[Provided data]
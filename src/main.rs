use crate::config::AppConfig;
use crate::db::{init_db, Database};
use crate::providers::Providers;
use crate::router::{handle, AppState};
use astra::Server;
use tracing_subscriber::EnvFilter;

mod config;
mod db;
mod details;
mod domain;
mod errors;
mod providers;
mod responses;
mod router;
mod templates;

#[cfg(test)]
mod tests;

fn main() {
    tracing_subscriber::fmt()
        .with_env_filter(EnvFilter::try_from_default_env().unwrap_or_else(|_| EnvFilter::new("info")))
        .init();

    let cfg = match AppConfig::from_env() {
        Ok(cfg) => cfg,
        Err(e) => {
            tracing::error!("configuration error: {e}");
            std::process::exit(1);
        }
    };

    let db = Database::new(cfg.database_path.clone());
    if let Err(e) = init_db(&db, &cfg.schema_path) {
        tracing::error!("database initialization failed: {e}");
        std::process::exit(1);
    }

    let providers = match Providers::from_config(&cfg) {
        Ok(p) => p,
        Err(e) => {
            tracing::error!("provider setup failed: {e}");
            std::process::exit(1);
        }
    };

    for (name, missing) in [
        ("RAPIDAPI_KEY", cfg.realtor.api_key.is_none()),
        ("GREATSCHOOLS_API_KEY", cfg.schools.api_key.is_none()),
        ("SOCRATA_CRIMES_URL", cfg.crime.dataset_url.is_none()),
    ] {
        if missing {
            tracing::warn!("{name} not set; that section of the details page will stay empty");
        }
    }

    let state = AppState {
        db,
        providers,
        crime_year: cfg.crime.year,
    };

    tracing::info!("starting server at http://{}", cfg.bind_addr);

    let server = Server::bind(&cfg.bind_addr).max_workers(8);

    let result = server.serve(move |req, _info| match handle(req, &state) {
        Ok(resp) => resp,
        Err(err) => responses::error_to_response(err),
    });

    if let Err(e) = result {
        tracing::error!("server ended with error: {e}");
    }

    tracing::info!("server shut down cleanly");
}
//! Opportunistic byte cache with expiry
//!
//! Boundary contract only: store bytes under a key with an expiry
//! instant, read them back while unexpired. Expired and absent entries
//! are identical misses. No locking beyond the map's own mutex; the
//! system runs single-consumer per session.

use chrono::{DateTime, Duration, Utc};
use std::collections::HashMap;
use std::sync::Mutex;

/// Opaque expiring byte store.
pub trait Cache: Send + Sync {
    /// Unexpired bytes for `key`, or `None` on miss.
    fn get(&self, key: &str) -> Option<Vec<u8>>;

    /// Store bytes under `key` until `expires_at`.
    fn put(&self, key: &str, bytes: Vec<u8>, expires_at: DateTime<Utc>);
}

/// In-memory cache implementation.
#[derive(Default)]
pub struct MemoryCache {
    entries: Mutex<HashMap<String, (Vec<u8>, DateTime<Utc>)>>,
}

impl MemoryCache {
    pub fn new() -> Self {
        Self::default()
    }
}

impl Cache for MemoryCache {
    fn get(&self, key: &str) -> Option<Vec<u8>> {
        let entries = self.entries.lock().unwrap();
        let (bytes, expires_at) = entries.get(key)?;
        if Utc::now() < *expires_at {
            Some(bytes.clone())
        } else {
            None
        }
    }

    fn put(&self, key: &str, bytes: Vec<u8>, expires_at: DateTime<Utc>) {
        self.entries
            .lock()
            .unwrap()
            .insert(key.to_string(), (bytes, expires_at));
    }
}

/// Cache that never hits and never stores; used when caching is off.
pub struct NoopCache;

impl Cache for NoopCache {
    fn get(&self, _key: &str) -> Option<Vec<u8>> {
        None
    }

    fn put(&self, _key: &str, _bytes: Vec<u8>, _expires_at: DateTime<Utc>) {}
}

/// Expiry instant `hours` from now.
pub fn expiry_in_hours(hours: u64) -> DateTime<Utc> {
    Utc::now() + Duration::hours(hours as i64)
}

[What needs to be done] Exact copies of all the records are required.

[Task solution]
filename src/main.rs
use crate::config::AppConfig;
use crate::db::{init_db, Database};
use crate::providers::Providers;
use crate::router::{handle, AppState};
use astra::Server;
use tracing_subscriber::EnvFilter;

mod config;
mod db;
mod details;
mod domain;
mod errors;
mod providers;
mod responses;
mod router;
mod templates;

#[cfg(test)]
mod tests;

fn main() {
    tracing_subscriber::fmt()
        .with_env_filter(EnvFilter::try_from_default_env().unwrap_or_else(|_| EnvFilter::new("info")))
        .init();

    let cfg = match AppConfig::from_env() {
        Ok(cfg) => cfg,
        Err(e) => {
            tracing::error!("configuration error: {e}");
            std::process::exit(1);
        }
    };

    let db = Database::new(cfg.database_path.clone());
    if let Err(e) = init_db(&db, &cfg.schema_path) {
        tracing::error!("database initialization failed: {e}");
        std::process::exit(1);
    }

    let providers = match Providers::from_config(&cfg) {
        Ok(p) => p,
        Err(e) => {
            tracing::error!("provider setup failed: {e}");
            std::process::exit(1);
        }
    };

    for (name, missing) in [
        ("RAPIDAPI_KEY", cfg.realtor.api_key.is_none()),
        ("GREATSCHOOLS_API_KEY", cfg.schools.api_key.is_none()),
        ("SOCRATA_CRIMES_URL", cfg.crime.dataset_url.is_none()),
    ] {
        if missing {
            tracing::warn!("{name} not set; that section of the details page will stay empty");
        }
    }

    let state = AppState {
        db,
        providers,
        crime_year: cfg.crime.year,
    };

    tracing::info!("starting server at http://{}", cfg.bind_addr);

    let server = Server::bind(&cfg.bind_addr).max_workers(8);

    let result = server.serve(move |req, _info| match handle(req, &state) {
        Ok(resp) => resp,
        Err(err) => responses::error_to_response(err),
    });

    if let Err(e) = result {
        tracing::error!("server ended with error: {e}");
    }

    tracing::info!("server shut down cleanly");
}
//! Opportunistic byte cache with expiry
//!
//! Boundary contract only: store bytes under a key with an expiry
//! instant, read them back while unexpired. Expired and absent entries
//! are identical misses. No locking beyond the map's own mutex; the
//! system runs single-consumer per session.

use chrono::{DateTime, Duration, Utc};
use std::collections::HashMap;
use std::sync::Mutex;

/// Opaque expiring byte store.
pub trait Cache: Send + Sync {
    /// Unexpired bytes for `key`, or `None` on miss.
    fn get(&self, key: &str) -> Option<Vec<u8>>;

    /// Store bytes under `key` until `expires_at`.
    fn put(&self, key: &str, bytes: Vec<u8>, expires_at: DateTime<Utc>);
}

/// In-memory cache implementation.
#[derive(Default)]
pub struct MemoryCache {
    entries: Mutex<HashMap<String, (Vec<u8>, DateTime<Utc>)>>,
}

impl MemoryCache {
    pub fn new() -> Self {
        Self::default()
    }
}

impl Cache for MemoryCache {
    fn get(&self, key: &str) -> Option<Vec<u8>> {
        let entries = self.entries.lock().unwrap();
        let (bytes, expires_at) = entries.get(key)?;
        if Utc::now() < *expires_at {
            Some(bytes.clone())
        } else {
            None
        }
    }

    fn put(&self, key: &str, bytes: Vec<u8>, expires_at: DateTime<Utc>) {
        self.entries
            .lock()
            .unwrap()
            .insert(key.to_string(), (bytes, expires_at));
    }
}

/// Cache that never hits and never stores; used when caching is off.
pub struct NoopCache;

impl Cache for NoopCache {
    fn get(&self, _key: &str) -> Option<Vec<u8>> {
        None
    }

    fn put(&self, _key: &str, _bytes: Vec<u8>, _expires_at: DateTime<Utc>) {}
}

/// Expiry instant `hours` from now.
pub fn expiry_in_hours(hours: u64) -> DateTime<Utc> {
    Utc::now() + Duration::hours(hours as i64)
}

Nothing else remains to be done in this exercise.